Giving thanks and giving back
Fighting metastatic melanoma was a long, hard road, and I was extremely fortunate. But more than anything, I had an incredible team by my side, including:
- Thomas Froehlich, M.D. – oncology, internal medicine
- Sheeba Cantanelli, P.A.-C. (physician assistant-certified)
- Aditya Bagrodia, M.D. – urology
- Paul Bergstrasser, M.D. – dermatology
- Douglas Sammer, M.D. – hand surgery
- Stephanie Savory, M.D. – melanoma, dermatology
- And countless nurses and other expert providers
I am convinced that I survived because Dr. Froehlich and my other doctors were always on the cutting edge of new treatments for this terrible disease. I always felt that I was getting the best and most innovative treatments. I never had any doubt we were proceeding correctly. I had, and continue to have, complete faith in the dedicated doctors and medical personnel at UT Southwestern who saved my life.
Since February 2018, I’ve been feeling great and I continue to be cancer-free. I now find great joy in connecting with people who are going through experiences similar to mine. I am proud to be an original member of the patient family advisory board at UT Southwestern, which helps shape aspects of patient care.
I've also helped set up a partnership with Imerman Angels, an international program that enables one-on-one support among cancer fighters, survivors, and caregivers. I’ve mentored many great people through this program and offered ideas and perspectives to stay mentally strong through treatment.
For me, that meant setting immediate short-term goals. That might be, “I’m going to watch the Cubs play and Michael Phelps win a gold medal.” The next day it would be, “I’m in bad shape, but I’m going to get through whatever treatment I have today and get to tomorrow.”
Different things work for different people. One of my mentees finds strength through meditation. You have to find what works for you.
Today, I’m back to swimming, biking, and lifting weights. I eat healthy and try to stay positive, because if the cancer comes back, I want to be ready to fight it again. And I know I’ll have a great team at UT Southwestern and Simmons Cancer Center fighting with me.
The future of immunotherapy
Terry's story shows the powerful effects, as well as the challenges, associated with immunotherapy. It is a relatively new treatment, and we continue to refine it and use it in new ways. We’ve seen how it works against melanoma, as well as kidney cancer and lung cancer.
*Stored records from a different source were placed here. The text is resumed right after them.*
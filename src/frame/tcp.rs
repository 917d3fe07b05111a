// SPDX-FileCopyrightText: Copyright (c) 2017-2023 slowtec GmbH <post@slowtec.de>
// SPDX-License-Identifier: MIT OR Apache-2.0

use super::*;

pub type TransactionId = u16;
pub type ProtocolId = u16;

/// The MBAP header fields that are echoed from request to response.
#[derive(Debug, Clone, Copy, PartialEq, Eq)]
pub struct Header {
    pub transaction_id: TransactionId,
    pub protocol_id: ProtocolId,
    pub unit_id: UnitId,
}

#[derive(Debug, Clone, PartialEq, Eq)]
pub struct RequestAdu {
    pub hdr: Header,
    pub pdu: Request,
}

#[derive(Debug, Clone, PartialEq, Eq)]
pub struct ResponseAdu {
    pub hdr: Header,
    pub pdu: Response,
}

impl From<RequestAdu> for Request {
    fn from(from: RequestAdu) -> Self {
        from.pdu
    }
}

impl From<RequestAdu> for UnitRequest {
    fn from(from: RequestAdu) -> Self {
        Self {
            unit: from.hdr.unit_id,
            request: from.pdu,
        }
    }
}
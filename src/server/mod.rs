// SPDX-FileCopyrightText: Copyright (c) 2017-2024 slowtec GmbH <post@slowtec.de>
// SPDX-License-Identifier: MIT OR Apache-2.0

//! Modbus TCP server side of the repeater

pub mod tcp;

mod service;
pub use self::service::{Gateway, Service};

/// Cause for termination of a server.
#[derive(Debug, Clone, Copy, PartialEq, Eq)]
pub enum Terminated {
    /// The server has finished processing.
    Finished,

    /// The server has been aborted.
    Aborted,
}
And while immunotoxicities are not what we want, there is some data to suggest that patients who get them are more likely to respond to the treatment. We don’t know exactly why, and through clinical trials we are working to prevent side effects while continuing to reap the benefits of immunotherapy.
Clinical trials offer gold standard of care plus the newest available treatments, often at little to no cost to patients. These studies help us advance treatment options for more patients.
If you or a loved one is diagnosed with metastatic melanoma, ask your doctor about immunotherapy. Find an academic medical center that has teams of experts in place not only to manage your care, but also the potential side effects of treatment.
We’ve only scratched the surface of what immunotherapy can offer cancer patients. But at UT Southwestern and Simmons Cancer Center we are determined to continue improving it to help more patients like Terry beat this disease and lead longer, healthier lives.